La Confederación Nacional de Autoescuelas entiende que la nueva huelga convocada por los funcionarios, que comenzará si nada lo impide el 4 de septiembre, aun sin ser indefinida y total, amenaza con dejar sin carné de conducir a decenas de miles de aspirantes a conductores y estrangular el sector de la Formación Vial en bastantes provincias. 


Evitar situaciones muy desiguales


 

Para que eso no ocurra, CNAE propone unos servicios mínimos de al menos el 75% en todas las jefaturas. La DGT es el único organismo que examina de conducir en nuestro país. Si, con ocasión de conflictos similares en Renfe o en los aeropuertos, se han decretado unos servicios mínimos del 77% y el 90%, respectivamente, existiendo medios de desplazamiento alternativos a disposición de los usuarios, con mayor razón habrá que fijar en este caso unos servicios mínimos elevados, ya que no hay alternativa a la DGT.

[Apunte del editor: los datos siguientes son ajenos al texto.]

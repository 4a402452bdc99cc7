// SPDX-FileCopyrightText: 2026 ArcheBase
//
// SPDX-License-Identifier: MulanPSL-2.0

//! Fixity generation over files and directory trees.
//!
//! Produces a [`FixityCollection`] keyed by base-relative posix paths.
//! Generation is atomic: the first unreadable file fails the whole
//! operation and no partial collection is returned.

use std::path::{Path, PathBuf};

use jwalk::WalkDir;
use tracing::debug;

use crate::core::{BagError, ChecksumType, FileFixity, FixityCollection, Result};

use super::digest::digest_file;

/// Enumerate all regular files under a directory, recursively, sorted.
///
/// Sorting keeps manifest write order deterministic across runs.
pub fn list_files(dir: &Path) -> Result<Vec<PathBuf>> {
    let mut files = Vec::new();
    for entry in WalkDir::new(dir).sort(true) {
        let entry = entry
            .map_err(|e| BagError::io(format!("walking {}", dir.display()), e.to_string()))?;
        // Path-based check so symlinked payload files count as files.
        let path = entry.path();
        if path.is_file() {
            files.push(path);
        }
    }
    files.sort();
    Ok(files)
}

/// Derive the base-relative posix file id for a path.
fn relative_file_id(base_dir: &Path, path: &Path) -> Result<String> {
    let relative = path.strip_prefix(base_dir).map_err(|_| {
        BagError::io(
            "computing file id",
            format!("{} is not under {}", path.display(), base_dir.display()),
        )
    })?;
    let segments: Vec<String> = relative
        .components()
        .map(|c| c.as_os_str().to_string_lossy().into_owned())
        .collect();
    Ok(segments.join("/"))
}

/// Compute fixity for a set of files rooted under a base directory.
///
/// Every requested digest is computed in a single streaming pass per file.
/// Keys of the returned collection are paths relative to `base_dir` using
/// forward-slash separators. Directory paths in `paths` are skipped; an
/// unreadable file fails the whole call.
pub fn generate_checksums(
    base_dir: &Path,
    paths: &[PathBuf],
    checksum_types: &[ChecksumType],
) -> Result<FixityCollection> {
    if checksum_types.is_empty() {
        return Err(BagError::io(
            "generating checksums",
            "no checksum types requested",
        ));
    }
    let mut collection = FixityCollection::new();
    for path in paths {
        if path.is_dir() {
            continue;
        }
        let file_id = relative_file_id(base_dir, path)?;
        let checksums = digest_file(path, checksum_types)?;
        debug!(file_id = %file_id, algorithms = checksum_types.len(), "computed fixity");
        let mut fixity = FileFixity::new(&file_id);
        for (checksum_type, hex_digest) in checksums {
            fixity.set_checksum(checksum_type, hex_digest);
        }
        collection.insert(fixity);
    }
    Ok(collection)
}

/// Compute fixity for every regular file under a directory.
pub fn generate_dir_checksums(
    dir: &Path,
    checksum_types: &[ChecksumType],
) -> Result<FixityCollection> {
    let files = list_files(dir)?;
    generate_checksums(dir, &files, checksum_types)
}

#[cfg(test)]
mod tests {
    use super::*;
    use std::fs;

    use crate::fixity::digest::digest_bytes;

    fn write_file(path: &Path, contents: &[u8]) {
        fs::create_dir_all(path.parent().unwrap()).unwrap();
        fs::write(path, contents).unwrap();
    }

    #[test]
    fn test_list_files_recursive_and_sorted() {
        let dir = tempfile::tempdir().unwrap();
        write_file(&dir.path().join("b.txt"), b"b");
        write_file(&dir.path().join("a/nested.txt"), b"n");
        write_file(&dir.path().join("a.txt"), b"a");

        let files = list_files(dir.path()).unwrap();
        let names: Vec<String> = files
            .iter()
            .map(|p| relative_file_id(dir.path(), p).unwrap())
            .collect();
        assert_eq!(names, vec!["a.txt", "a/nested.txt", "b.txt"]);
    }

    #[test]
    fn test_generate_dir_checksums_relative_posix_ids() {
        let dir = tempfile::tempdir().unwrap();
        write_file(&dir.path().join("content/page-1.jpg"), b"page one");

        let collection =
            generate_dir_checksums(dir.path(), &[ChecksumType::Sha1, ChecksumType::Sha256])
                .unwrap();
        assert_eq!(collection.file_ids(), vec!["content/page-1.jpg"]);
        let fixity = collection.get("content/page-1.jpg").unwrap();
        assert_eq!(
            fixity.checksum(ChecksumType::Sha1).unwrap(),
            digest_bytes(b"page one", ChecksumType::Sha1)
        );
        assert_eq!(
            fixity.checksum(ChecksumType::Sha256).unwrap(),
            digest_bytes(b"page one", ChecksumType::Sha256)
        );
    }

    #[test]
    fn test_generate_checksums_requires_algorithms() {
        let dir = tempfile::tempdir().unwrap();
        let err = generate_checksums(dir.path(), &[], &[]).unwrap_err();
        assert!(matches!(err, BagError::Io { .. }));
    }

    #[test]
    fn test_generate_checksums_fails_on_unreadable_path() {
        let dir = tempfile::tempdir().unwrap();
        let missing = dir.path().join("gone.txt");
        let err =
            generate_checksums(dir.path(), &[missing], &[ChecksumType::Sha1]).unwrap_err();
        assert!(matches!(err, BagError::Io { .. }));
    }

    #[test]
    fn test_generate_checksums_rejects_path_outside_base() {
        let base = tempfile::tempdir().unwrap();
        let other = tempfile::tempdir().unwrap();
        let stray = other.path().join("stray.txt");
        fs::write(&stray, b"stray").unwrap();
        let err = generate_checksums(base.path(), &[stray], &[ChecksumType::Sha1]).unwrap_err();
        assert!(matches!(err, BagError::Io { .. }));
    }
}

Además, en muchos sitios del país, el seguimiento de los paros, combinado con las bajas de los funcionarios por vacaciones o enfermedad, paralizó las pruebas de circulación en junio y julio. Este fenómeno no debe volver a repetirse.


 

Se trata de que no existan desigualdades enormes entre los aspirantes a conductores de distintas provincias, a la hora de presentarse a la prueba de circulación.


 

Desbloquear el conflicto


 

Por otro lado, la Confederación sigue sin entender la falta de acuerdo entre el Gobierno y los examinadores de Tráfico. Por diferencias insignificantes, se ha abocado al país a una situación absurda, en la que se niega el necesario permiso de conducir a muchísimos ciudadanos, y en la que se condena a las autoescuelas a una inactividad que podría ocasionar su cierre. Hay una falta clara de voluntad política.


 

CNAE pide a ambas partes sensibilidad y flexibilidad o que se sometan voluntariamente a algún tipo de laudo o arbitraje que permita desbloquear el conflicto.


 

El día después


 

A la Confederación le preocupa especialmente que se dé por resuelto el problema cuando la huelga haya concluido. El servicio de exámenes de la DGT está mal dimensionado en numerosos lugares de España y carece de personal suficiente, por lo que no sirve en la actualidad para satisfacer la demanda de pruebas de circulación. (Lo ha reconocido el propio ministro del Interior, Juan Ignacio Zoido.)


 

Quizá fuera el momento de transferir a las Comunidades Autónomas las competencias sobre los exámenes de conducir, como ya se hizo con el Certificado de Aptitud Profesional (CAP). (Algunas de las Comunidades han mostrado públicamente su predisposición a hacerse cargo del servicio.)


 

En todo caso, CNAE pide a las autoridades que evalúen con imparcialidad el modelo de examen de conducir vigente y sopesen todas las opciones, incluida la de una eventual privatización total o parcial del mencionado servicio o de su gestión.